Scan the records beneath this line for the line holding "pub fn parse(s: &str)" and the line holding "fn from(id: RecordId)", then transcribe exactly those two and all lines between.
####
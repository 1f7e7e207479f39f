//! DID Admin Gateway - HTTP API
//!
//! This is the main entry point for the gateway service. Configuration is
//! read from the environment:
//!
//! - `LISTEN_ADDR` (default `0.0.0.0:8080`)
//! - `CORS_ORIGINS`, comma separated (default `*`)
//! - `STORAGE_BACKEND`, `memory` (default) or `rocksdb`
//! - `DATA_DIR`, required for `rocksdb`

use std::sync::Arc;

use tracing_subscriber::{layer::SubscriberExt, util::SubscriberInitExt};

use did_admin_gateway::{create_router, GatewayConfig, GatewayState, StorageBackend};
use did_admin_inventory::{Inventory, InventoryService};
use did_admin_store::{BlobStore, Entity, MemoryBlobStore, RocksBlobStore};

#[tokio::main]
async fn main() -> Result<(), Box<dyn std::error::Error>> {
    // Initialize tracing
    tracing_subscriber::registry()
        .with(
            tracing_subscriber::EnvFilter::try_from_default_env()
                .unwrap_or_else(|_| "info,did_admin=debug".into()),
        )
        .with(tracing_subscriber::fmt::layer())
        .init();

    tracing::info!("Starting DID Admin Gateway");

    let config = GatewayConfig::from_env().map_err(|e| {
        tracing::error!(error = %e, "Invalid configuration");
        e
    })?;

    tracing::info!(
        listen_addr = %config.listen_addr,
        backend = ?config.storage.backend,
        data_dir = ?config.storage.data_dir,
        "Gateway configuration loaded"
    );

    let blobs: Arc<dyn BlobStore> = match (config.storage.backend, &config.storage.data_dir) {
        (StorageBackend::RocksDb, Some(dir)) => {
            tracing::info!(path = %dir.display(), "Opening RocksDB store");
            Arc::new(RocksBlobStore::open(dir)?)
        }
        _ => {
            tracing::warn!("Using in-memory storage; records are lost on restart");
            Arc::new(MemoryBlobStore::new())
        }
    };

    let inventory = Arc::new(InventoryService::with_defaults(blobs));
    spawn_change_logger(&inventory);

    let listen_addr = config.listen_addr.clone();
    let app = create_router(GatewayState::new(inventory, config));
    tracing::info!("Router configured with all API endpoints");

    tracing::info!(listen_addr = %listen_addr, "Starting HTTP server");
    let listener = tokio::net::TcpListener::bind(&listen_addr).await?;
    axum::serve(listener, app).await?;

    Ok(())
}

/// Log every store change at debug level.
fn spawn_change_logger(inventory: &Arc<InventoryService>) {
    for entity in [Entity::Did, Entity::AreaCode, Entity::Company, Entity::DialB] {
        let mut changes = inventory.subscribe(entity);
        tokio::spawn(async move {
            loop {
                match changes.recv().await {
                    Ok(event) => tracing::debug!(entity = %event.entity, kind = ?event.kind, "Records changed"),
                    Err(tokio::sync::broadcast::error::RecvError::Lagged(missed)) => {
                        tracing::warn!(entity = %entity, missed, "Change log lagged");
                    }
                    Err(tokio::sync::broadcast::error::RecvError::Closed) => break,
                }
            }
        });
    }
}
//! Record identifier type for did-admin.
//!
//! Every persisted record (DID, area code, company, DialB entry) carries an
//! opaque string identifier. Generated identifiers are `<prefix>-<uuid>`,
//! but records loaded from older persisted state may carry any non-empty
//! string (`"1"`, `"test-did-1"`), so the type does not assume a format.

use serde::{Deserialize, Serialize};
use std::fmt;
use std::str::FromStr;

use crate::error::IdError;

/// Maximum accepted identifier length.
pub const MAX_ID_LEN: usize = 128;

/// An opaque record identifier.
#[derive(Clone, PartialEq, Eq, Hash, PartialOrd, Ord, Serialize, Deserialize)]
#[serde(transparent)]
pub struct RecordId(String);

impl RecordId {
    /// Generate a new unique identifier with the given prefix.
    #[must_use]
    pub fn generate(prefix: &str) -> Self {
        Self(format!("{prefix}-{}", uuid::Uuid::new_v4().simple()))
    }

    /// Parse an identifier supplied by a caller.
    ///
    /// # Errors
    ///
    /// Returns an error if the string is empty, too long, or contains
    /// whitespace, `/` or `?`.
    pub fn parse(s: &str) -> Result<Self, IdError> {
        if s.trim().is_empty() {
            return Err(IdError::Empty);
        }
        if s.len() > MAX_ID_LEN {
            return Err(IdError::TooLong {
                max: MAX_ID_LEN,
                got: s.len(),
            });
        }
        if let Some(c) = s.chars().find(|c| c.is_whitespace() || *c == '/' || *c == '?') {
            return Err(IdError::InvalidCharacter(c));
        }
        Ok(Self(s.to_string()))
    }

    /// Return the identifier as a string slice.
    #[must_use]
    pub fn as_str(&self) -> &str {
        &self.0
    }
}

impl fmt::Debug for RecordId {
    fn fmt(&self, f: &mut fmt::Formatter<'_>) -> fmt::Result {
        write!(f, "RecordId({})", self.0)
    }
}

impl fmt::Display for RecordId {
    fn fmt(&self, f: &mut fmt::Formatter<'_>) -> fmt::Result {
        f.write_str(&self.0)
    }
}

impl FromStr for RecordId {
    type Err = IdError;

    fn from_str(s: &str) -> Result<Self, Self::Err> {
        Self::parse(s)
    }
}

impl From<String> for RecordId {
    fn from(s: String) -> Self {
        Self(s)
    }
}

impl From<RecordId> for String {
    fn from(id: RecordId) -> Self {
        id.0
    }
}

impl AsRef<str> for RecordId {
    fn as_ref(&self) -> &str {
        &self.0
    }
}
####
RESULT BELOW.
    pub fn parse(s: &str) -> Result<Self, IdError> {
        if s.trim().is_empty() {
            return Err(IdError::Empty);
        }
        if s.len() > MAX_ID_LEN {
            return Err(IdError::TooLong {
                max: MAX_ID_LEN,
                got: s.len(),
            });
        }
        if let Some(c) = s.chars().find(|c| c.is_whitespace() || *c == '/' || *c == '?') {
            return Err(IdError::InvalidCharacter(c));
        }
        Ok(Self(s.to_string()))
    }

    /// Return the identifier as a string slice.
    #[must_use]
    pub fn as_str(&self) -> &str {
        &self.0
    }
}

impl fmt::Debug for RecordId {
    fn fmt(&self, f: &mut fmt::Formatter<'_>) -> fmt::Result {
        write!(f, "RecordId({})", self.0)
    }
}

impl fmt::Display for RecordId {
    fn fmt(&self, f: &mut fmt::Formatter<'_>) -> fmt::Result {
        f.write_str(&self.0)
    }
}

impl FromStr for RecordId {
    type Err = IdError;

    fn from_str(s: &str) -> Result<Self, Self::Err> {
        Self::parse(s)
    }
}

impl From<String> for RecordId {
    fn from(s: String) -> Self {
        Self(s)
    }
}

impl From<RecordId> for String {
    fn from(id: RecordId) -> Self {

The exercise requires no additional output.